Voici comment j’envisage les étapes suivantes du projet: j’aimerais développer différentes sessions, entre quelques heures et quelques semaines. Périodes durant lesquelles je m’isolerais le plus possible dans cette pratique, ce qui implique d’éviter le plus possible toute autre sociabilité, y compris par une déconnexion de tout flux numérique. Concrètement, je me rendrai dans différentes villes, quartiers ou villages, je trouverai l’arbre qui m’y hébergera, j’y grimperai et j’y passerai du temps, en considérant cette activité comme ma seule mission pendant toute la durée de mon séjour. En l’abordant comme un travail de neuf à dix-sept heures, rien de plus ni de moins. J’aimerais expérimenter différents contextes, probablement en définissant initialement mes restrictions et mes libertés, puis en m’y tenant. Je ne sais pas trop quelle place l’écriture occupera dans ces sessions, c’est aussi quelque chose que je souhaite expérimenter.
Dans l’immédiat, mon plan est aussi de finir de lire L’Anti-Œdipe et Mille Plateaux car je sens que le projet de Deleuze et Guattari touche vraiment à ce qui me motive à entrer dans ce processus: cette schizophrénie induite par la difficulté de vivre dans un tel système aliénant, la superficialité de mon existence capitaliste-consommatrice qui ne peux être effacée par ma compréhension et déconstruction de ce système, voilà le problème central auquel je me propose de faire face.

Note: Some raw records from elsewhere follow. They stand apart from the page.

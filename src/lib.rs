pub mod cli;
mod csv_cmd;
pub mod guess;
pub mod io_utils;
mod json_cmd;
pub mod keys;
pub mod render;
pub mod stats;
pub mod table;
pub mod tables;
pub mod timestamp;
pub mod tokens;

use std::{env, sync::OnceLock};

use anyhow::Result;
use clap::Parser;
use log::{LevelFilter, debug};

use crate::cli::{Cli, Commands};

pub use crate::guess::{GuessedValue, Type, guess_type};
pub use crate::keys::{KeyError, get_keys};
pub use crate::tables::{TableDef, compute_table_defs};

static LOGGER: OnceLock<()> = OnceLock::new();

fn init_logging() {
    LOGGER.get_or_init(|| {
        let mut builder = env_logger::Builder::from_env(env_logger::Env::default());
        if env::var("RUST_LOG").is_err() {
            builder.filter_module("shape_probe", LevelFilter::Info);
        }
        let _ = builder.format_timestamp_millis().try_init();
    });
}

pub fn run() -> Result<()> {
    init_logging();
    let cli = Cli::parse();
    debug!("Parsed command line: {:?}", cli.command);
    match cli.command {
        Commands::Keys(args) => json_cmd::execute_keys(&args),
        Commands::Tables(args) => json_cmd::execute_tables(&args),
        Commands::Tokens(args) => json_cmd::execute_tokens(&args),
        Commands::Types(args) => csv_cmd::execute_types(&args),
        Commands::Ddl(args) => csv_cmd::execute_ddl(&args),
    }
}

Techniquement, jusqu’à présent, j’ai été confronté à trois facteurs limitants: le premier est le froid. Dans le climat actuel de l’Europe de l’Ouest, il est difficile de rester plus d’une heure dans un arbre. Je ne pense pas que ce projet ait quoi que ce soit à voir avec l’art corporel ou la performance physique, donc je n’ai pas de raisons de me forcer et de tomber malade. La deuxième est la langue: il est probablement plus logique de pouvoir communiquer avec les personnes qui essaient d’interagir avec moi, ce qui me limite à la Belgique et à la France comme terrain de jeu dans l’immédiat. Évidemment, le troisième est mon corps, car il peut devenir très difficile de rester pendant de longues périodes dans le même arbre. De fait, j’ai des problèmes de douleur aux jambes dont je dois tenir compte. Enfin, il se peut que je doive trouver des moyens de financer mes expéditions, et pour finir, créer de longues périodes d’évasion complète est asssez délicat mais fait évidemment partie du défi.
La dernière question concerne les résultats potentiels du projet. D’une certaine façon, ces dernières semaines ont été assez stressantes à cause de ce point en particulier, durant cette phase de conceptualisation. Je n’arrive pas à savoir si c’est parce que je suis tellement confiné dans la logique de la productivité et des résultats, ou si je suis simplement préoccupé par vos réactions externes. Évidemment, je suis très curieux d’entendre vos commentaires puisque le cadre de l’éducation exige supposément une tangibilité des résultats. Selon moi, il peut être intéressant de m’en tenir à un refus de production et de me forcer à ne rien produire. Peut-être que le seul résultat tangible pourrait être mon passage du refus à l’acceptation, par exemple avec le fait que je suis, concrètement, en transit. En fait, ce serait un véritable exploit. Pour le moment, j’ai l’impression que ce projet reste ouvert: l’arbre comme laboratoire public, à la fois pour des expériences rapides et lentes. Je me demande si cela ferait sens de coupler cette entreprise avec une pratique d’écriture quotidienne, car je me sens finalement attiré par la production d’objets littéraires. J’aimerais en discuter avec vous.